PARIS (JEUX OLYMPIQUES DE) [1900] Contexte, organisation, bilan
Lors du congrès de la Sorbonne, en juin 1894, Pierre de Coubertin avait souhaité que les premiers jeux Olympiques de l'ère moderne se tiennent à Paris, en 1900. Dimitrios Vikelas le prit de vitesse, proposa un autre lieu – Athènes bien sûr – et d'avancer la date de l'événement à 1896. Il fut écouté et la capitale grecque, malgré des difficultés de tous ordres, releva le défi avec un succès certain. Néanmoins, les congressistes de la Sorbonne décidèrent également que la deuxième édition des jeux Olympiques aurait lieu à Paris en 1900. Entre-temps, forts de leur réussite, les Grecs, par la voix du roi Georges Ier, demandèrent que les jeux Olympiques de l'ère moderne, comme les Jeux de l'Antiquité, se déroulent toujours au même endroit, à Athènes. Coubertin parvint, avec difficulté, à convaincre ses collègues du C.I.O. de ne pas donner suite à cette proposition. Les IIes jeux Olympiques se tiendront donc à Paris, en 1900, comme prévu. En revanche, il n'était pas prévu que Pierre de Coubertin ne fût pas prophète en son pays... Or deux conceptions du sport s'affrontent en France. Le pays demeure marqué par la débâcle de 1870. Certains dirigeants de la IIIe République attribuent la déroute militaire à la mauvaise hygiène physique de la jeunesse française ; les activités physiques – la gymnastique essentiellement – sont mises à l'honneur dans les établissements scolaires, les élèves ainsi formés devant devenir de solides soldats et contribuer à la reconquête de l'Alsace et de la Lorraine. Concernant la défaite de 1870, Coubertin dresse un constat similaire, mais sa conception de la structuration du mouvement sportif se veut à la fois plus élitiste et plus humaniste.

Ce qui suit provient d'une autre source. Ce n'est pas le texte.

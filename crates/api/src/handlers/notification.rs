//! Handlers for the `/notifications` resource.
//!
//! All endpoints require authentication via [`AuthUser`]. The authenticated
//! user is the dispatcher's identity for the request.

use axum::extract::{Path, Query, State};
use axum::Json;
use campusgig_core::dispatch::{ChannelOutcome, DispatchOptions};
use campusgig_core::error::CoreError;
use campusgig_core::notification_type::NotificationType;
use campusgig_core::preferences::ChannelPreferences;
use campusgig_core::settings::SettingType;
use campusgig_core::types::DbId;
use campusgig_db::models::ledger::LedgerEntry;
use campusgig_db::repositories::NotificationLedgerRepo;
use serde::Deserialize;
use validator::Validate;

use crate::error::{AppError, AppResult};
use crate::middleware::auth::AuthUser;
use crate::response::DataResponse;
use crate::state::AppState;

// ---------------------------------------------------------------------------
// Request / query types
// ---------------------------------------------------------------------------

/// Body of `POST /notifications/dispatch`.
#[derive(Debug, Deserialize, Validate)]
pub struct DispatchRequest {
    #[serde(rename = "type")]
    pub notification_type: NotificationType,
    /// Channel names as given; unknown names come back as `channel-unknown`.
    #[validate(length(max = 10, message = "At most 10 channels per dispatch"))]
    pub channels: Vec<String>,
    #[validate(length(max = 200))]
    pub subject: Option<String>,
    #[validate(length(max = 5000))]
    pub message: Option<String>,
}

/// Body of `POST /notifications/notify`.
#[derive(Debug, Deserialize, Validate)]
pub struct NotifyRequest {
    #[serde(rename = "type")]
    pub notification_type: NotificationType,
    /// Preferred settings document to read toggles from.
    pub setting_type: Option<SettingType>,
    #[validate(length(max = 200))]
    pub subject: Option<String>,
    #[validate(length(max = 5000))]
    pub message: Option<String>,
}

/// Body of `POST /notifications/preferences/test`.
#[derive(Debug, Deserialize)]
pub struct PreferenceTestRequest {
    /// A preference document, either bare or wrapped in `notifications`.
    pub preferences: serde_json::Value,
}

/// Query parameters for `GET /notifications/ledger`.
#[derive(Debug, Deserialize)]
pub struct LedgerQuery {
    /// Maximum number of results. Defaults to 50, capped at 100.
    pub limit: Option<i64>,
    /// Number of results to skip. Defaults to 0.
    pub offset: Option<i64>,
}

/// Maximum page size for ledger listing.
const MAX_LIMIT: i64 = 100;

/// Default page size for ledger listing.
const DEFAULT_LIMIT: i64 = 50;

impl LedgerQuery {
    /// Effective `(limit, offset)` after defaults and clamping.
    fn bounds(&self) -> (i64, i64) {
        (
            self.limit.unwrap_or(DEFAULT_LIMIT).clamp(1, MAX_LIMIT),
            self.offset.unwrap_or(0).max(0),
        )
    }
}

fn options(subject: Option<String>, message: Option<String>) -> DispatchOptions {
    DispatchOptions { subject, message }
}

// ---------------------------------------------------------------------------
// Dispatch
// ---------------------------------------------------------------------------

/// POST /api/v1/notifications/dispatch
///
/// Send one notification to an explicit channel list. Returns one outcome
/// per requested channel, in request order.
pub async fn dispatch(
    auth: AuthUser,
    State(state): State<AppState>,
    Json(input): Json<DispatchRequest>,
) -> AppResult<Json<DataResponse<Vec<ChannelOutcome>>>> {
    input.validate()?;

    let opts = options(input.subject, input.message);
    let outcomes = state
        .dispatcher
        .dispatch(&auth, input.notification_type, input.channels.as_slice(), &opts)
        .await;

    Ok(Json(DataResponse { data: outcomes }))
}

/// POST /api/v1/notifications/notify
///
/// Send one notification to the channels the caller enabled in their saved
/// settings.
pub async fn notify(
    auth: AuthUser,
    State(state): State<AppState>,
    Json(input): Json<NotifyRequest>,
) -> AppResult<Json<DataResponse<Vec<ChannelOutcome>>>> {
    input.validate()?;

    let opts = options(input.subject, input.message);
    let outcomes = state
        .dispatcher
        .notify_from_saved(&auth, input.notification_type, input.setting_type, &opts)
        .await;

    Ok(Json(DataResponse { data: outcomes }))
}

/// POST /api/v1/notifications/preferences/test
///
/// Send a confirmation to every channel enabled in the submitted
/// preferences.
pub async fn preference_test(
    auth: AuthUser,
    State(state): State<AppState>,
    Json(input): Json<PreferenceTestRequest>,
) -> AppResult<Json<DataResponse<Vec<ChannelOutcome>>>> {
    if !input.preferences.is_object() {
        return Err(AppError::BadRequest(
            "preferences must be a JSON object".into(),
        ));
    }

    let prefs = ChannelPreferences::from_document(&input.preferences);
    let outcomes = state.dispatcher.send_preference_test(&auth, &prefs).await;

    Ok(Json(DataResponse { data: outcomes }))
}

// ---------------------------------------------------------------------------
// Ledger
// ---------------------------------------------------------------------------

/// GET /api/v1/notifications/ledger
///
/// List the caller's delivery attempts, newest first.
pub async fn list_ledger(
    auth: AuthUser,
    State(state): State<AppState>,
    Query(params): Query<LedgerQuery>,
) -> AppResult<Json<DataResponse<Vec<LedgerEntry>>>> {
    let (limit, offset) = params.bounds();

    let entries =
        NotificationLedgerRepo::list_for_user(&state.pool, auth.user_id, limit, offset).await?;

    Ok(Json(DataResponse { data: entries }))
}

/// GET /api/v1/notifications/ledger/{id}
///
/// Fetch one ledger row. Rows owned by other users are reported as missing.
pub async fn get_ledger_entry(
    auth: AuthUser,
    State(state): State<AppState>,
    Path(id): Path<DbId>,
) -> AppResult<Json<DataResponse<LedgerEntry>>> {
    let entry = NotificationLedgerRepo::find_by_id(&state.pool, id)
        .await?
        .filter(|e| e.user_id == auth.user_id)
        .ok_or_else(|| {
            AppError::Core(CoreError::NotFound {
                entity: "LedgerEntry",
                id: id.to_string(),
            })
        })?;

    Ok(Json(DataResponse { data: entry }))
}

En fait, pour la France, la grande affaire de l'année 1900 est l'Exposition universelle de Paris. Alfred Picard, commissaire général de cette Exposition universelle, a proposé d'organiser dans ce cadre des « concours internationaux d'exercices physiques », ouverts au plus grand nombre, pour promouvoir le caractère scientifique et éducatif de l'activité corporelle ; il a reçu l'appui d'Étienne Jules Marey, professeur au Collège de France, qui dirige une commission d'hygiène et de physiologie, créée par... Picard. Dès novembre 1893, ce dernier avait reçu l'aval du gouvernement pour que ces « concours » soient inclus dans le programme de l'Exposition universelle. Coubertin, totalement opposé à ce projet sur lequel il n'a jamais été consulté, tente de mobiliser ses relations internationales, écrit à plusieurs ministres – en vain. Mais le baron refuse de s'incliner : il crée un comité d'organisation des jeux Olympiques, lequel s'appuie sur l'Union des sociétés françaises des sports athlétiques (U.S.F.S.A.), le vicomte Charles de La Rochefoucauld présidant cet aréopage composé de gens du beau monde. « Paris aura sa fête, le C.I.O. des Jeux pour l'élite », écrit Coubertin. Mais, rapidement, l'U.S.F.S.A. ne reconnaît plus cette assemblée de comtes et de marquis, laquelle se dissout. Picard, de son côté, met sur pied une commission des concours composée de cinq personnes, présidée par Daniel Mérillon, chargé d'en élaborer le programme. Coubertin s'incline, et les « concours » de Picard seront dénommés par le C.I.O. « jeux Olympiques ».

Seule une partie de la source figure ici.